The local police (Lokale Politie; Police Locale; Lokale Polizei) is made up of 185 police forces constituted from the former communal and gendarmerie brigades. 50 police forces cover the territory of one municipality (one-city zone) and 146 cover more than one municipality (multi-city zone). The local police can be compared to municipal police forces.

Each local police chief is responsible for the execution of local law enforcement policy and ensures the management, organization and distribution of missions in the local police force. She or he works under the authority of the mayor in one-city zones, or under a police board composed of all the mayors from the different municipalities in a multi-city police zone.

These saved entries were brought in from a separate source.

#![forbid(unsafe_code)]
use std::path::PathBuf;
use std::{env, ffi, fs, io};

use squeezl::{huffman, lzw, AllResult, DEFAULT_ALPHABET_SIZE, DEFAULT_CODE_WIDTH};
use tracing_subscriber::EnvFilter;

fn main() -> CodingResult {
    CodingResult::catch_panic(|| {
        let directives = env::var(EnvFilter::DEFAULT_ENV).ok();
        tracing_subscriber::fmt()
            .with_env_filter(log_filter(directives.as_deref()))
            .with_writer(io::stderr)
            .init();

        let flags = Flags::from_args(env::args_os());
        run_coding(flags)
    })
}

/// The filter given in `RUST_LOG`, or warnings only when it is unset or unparsable.
fn log_filter(directives: Option<&str>) -> EnvFilter {
    directives
        .filter(|directives| !directives.trim().is_empty())
        .and_then(|directives| EnvFilter::try_new(directives).ok())
        .unwrap_or_else(|| EnvFilter::new("warn"))
}

fn run_coding(flags: Flags) -> Result<(), io::Error> {
    let out: Box<dyn io::Write> = match &flags.output {
        Some(path) => Box::new(fs::File::create(path)?),
        None => Box::new(io::stdout().lock()),
    };
    let out = io::BufWriter::with_capacity(1 << 16, out);

    let result = match (flags.codec, flags.operation) {
        (Codec::Lzw, operation) => {
            let config = lzw::Configuration::new(flags.code_width, flags.alphabet_size)?;
            let input = open(&flags.input)?;
            match operation {
                Operation::Encode => lzw::Encoder::new(config)
                    .into_stream(out)
                    .encode_all(input),
                Operation::Decode => lzw::Decoder::new(config)
                    .into_stream(out)
                    .decode_all(input),
            }
        }
        (Codec::Huffman, Operation::Encode) => {
            let mut encoder = huffman::Encoder::new();
            match &flags.input {
                Input::File(path) => {
                    let file = io::BufReader::with_capacity(1 << 26, fs::File::open(path)?);
                    encoder.into_stream(out).encode_all(file)
                }
                // Two passes need a seekable source, so stdin is buffered completely.
                Input::Stdin => {
                    let mut data = vec![];
                    io::Read::read_to_end(&mut io::stdin().lock(), &mut data)?;
                    encoder.into_stream(out).encode_all(io::Cursor::new(data))
                }
            }
        }
        (Codec::Huffman, Operation::Decode) => {
            let input = open(&flags.input)?;
            huffman::Decoder::new().into_stream(out).decode_all(input)
        }
    };

    let AllResult {
        bytes_read,
        bytes_written,
        status,
    } = result;
    tracing::info!(bytes_read, bytes_written, codec = ?flags.codec, "coding finished");
    status.map_err(io::Error::from)
}

fn open(input: &Input) -> io::Result<Box<dyn io::BufRead>> {
    Ok(match input {
        Input::File(path) => Box::new(io::BufReader::with_capacity(
            1 << 26,
            fs::File::open(path)?,
        )),
        Input::Stdin => Box::new(io::BufReader::with_capacity(1 << 26, io::stdin())),
    })
}

struct Flags {
    input: Input,
    output: Option<PathBuf>,
    operation: Operation,
    codec: Codec,
    code_width: u8,
    alphabet_size: u16,
}

#[derive(Debug)]
enum Input {
    File(PathBuf),
    Stdin,
}

#[derive(Clone, Copy, Debug)]
enum Operation {
    Encode,
    Decode,
}

#[derive(Clone, Copy, Debug)]
enum Codec {
    Huffman,
    Lzw,
}

fn command() -> clap::Command<'static> {
    clap::Command::new("squeezl")
        .version(env!("CARGO_PKG_VERSION"))
        .about("Compress and decompress with Huffman or LZW coding")
        .arg(
            clap::Arg::new("decompress")
                .short('d')
                .long("decompress")
                .takes_value(false)
                .help("Decompress instead of compressing"),
        )
        .arg(
            clap::Arg::new("codec")
                .short('c')
                .long("codec")
                .default_value("lzw")
                .value_parser(["huffman", "lzw"]),
        )
        .arg(
            clap::Arg::new("code_width")
                .short('n')
                .long("nb")
                .takes_value(true)
                .value_parser(clap::value_parser!(u8).range(1..=32))
                .help("Bits per LZW code"),
        )
        .arg(
            clap::Arg::new("alphabet_size")
                .short('s')
                .long("size")
                .takes_value(true)
                .value_parser(clap::value_parser!(u16).range(1..=256))
                .help("Number of single byte LZW seed entries"),
        )
        .arg(
            clap::Arg::new("input")
                .default_value("-")
                .value_parser(clap::builder::ValueParser::path_buf())
                .help("File path or '-' for stdin"),
        )
        .arg(
            clap::Arg::new("output")
                .value_parser(clap::builder::ValueParser::path_buf())
                .help("File path, stdout when omitted"),
        )
}

impl Flags {
    fn from_args(args: impl Iterator<Item = ffi::OsString>) -> Self {
        let matches = command().get_matches_from(args);

        let operation = if matches.contains_id("decompress") {
            Operation::Decode
        } else {
            Operation::Encode
        };

        let codec = match matches.get_one::<String>("codec").map(String::as_str) {
            Some("huffman") => Codec::Huffman,
            _ => Codec::Lzw,
        };

        let input = match matches.get_one::<PathBuf>("input") {
            Some(p) if *p != PathBuf::from("-") => Input::File(p.clone()),
            _ => Input::Stdin,
        };

        Flags {
            input,
            output: matches.get_one::<PathBuf>("output").cloned(),
            operation,
            codec,
            code_width: matches
                .get_one::<u8>("code_width")
                .copied()
                .unwrap_or(DEFAULT_CODE_WIDTH),
            alphabet_size: matches
                .get_one::<u16>("alphabet_size")
                .copied()
                .unwrap_or(DEFAULT_ALPHABET_SIZE),
        }
    }
}

enum CodingResult {
    Ok,
    Err(io::Error),
    Panic,
}

impl CodingResult {
    fn catch_panic(op: impl FnOnce() -> Result<(), io::Error> + std::panic::UnwindSafe) -> Self {
        std::panic::catch_unwind(op)
            .map(|result| match result {
                Ok(()) => CodingResult::Ok,
                Err(err) => CodingResult::Err(err),
            })
            .unwrap_or(CodingResult::Panic)
    }
}

impl std::process::Termination for CodingResult {
    fn report(self) -> std::process::ExitCode {
        match self {
            CodingResult::Ok => std::process::ExitCode::SUCCESS,
            CodingResult::Err(err) => {
                eprintln!("{}", err);
                std::process::ExitCode::FAILURE
            }
            CodingResult::Panic => {
                eprintln!(
                    "The process failed irrecoverably! This should never happen and is a bug."
                );
                std::process::ExitCode::from(128)
            }
        }
    }
}

#[cfg(test)]
mod tests {
    use super::log_filter;
    use tracing_subscriber::filter::LevelFilter;

    #[test]
    fn global_level_from_env() {
        assert_eq!(log_filter(Some("debug")).max_level_hint(), Some(LevelFilter::DEBUG));
        assert_eq!(log_filter(Some("trace")).max_level_hint(), Some(LevelFilter::TRACE));
    }

    #[test]
    fn scoped_level_from_env() {
        let filter = log_filter(Some("squeezl=debug"));
        assert_eq!(filter.max_level_hint(), Some(LevelFilter::DEBUG));
    }

    #[test]
    fn warn_without_env() {
        assert_eq!(log_filter(None).max_level_hint(), Some(LevelFilter::WARN));
        assert_eq!(log_filter(Some("")).max_level_hint(), Some(LevelFilter::WARN));
    }
}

Its philosophy envisions a global and integrated approach to security based on maximum visibility focusing police activities on a limited area, which should optimize contact between the police and the population. It aims to restore public confidence in the police force and of improve the objective and subjective feeling of security in communities.

== Structure ==
Each police force consists of an operational cadre of police and auxiliary police plus civilian personnel for administrative and logistic work. At the moment, approximately 33,000 local police and 900 civilians work in the 188 regional police forces.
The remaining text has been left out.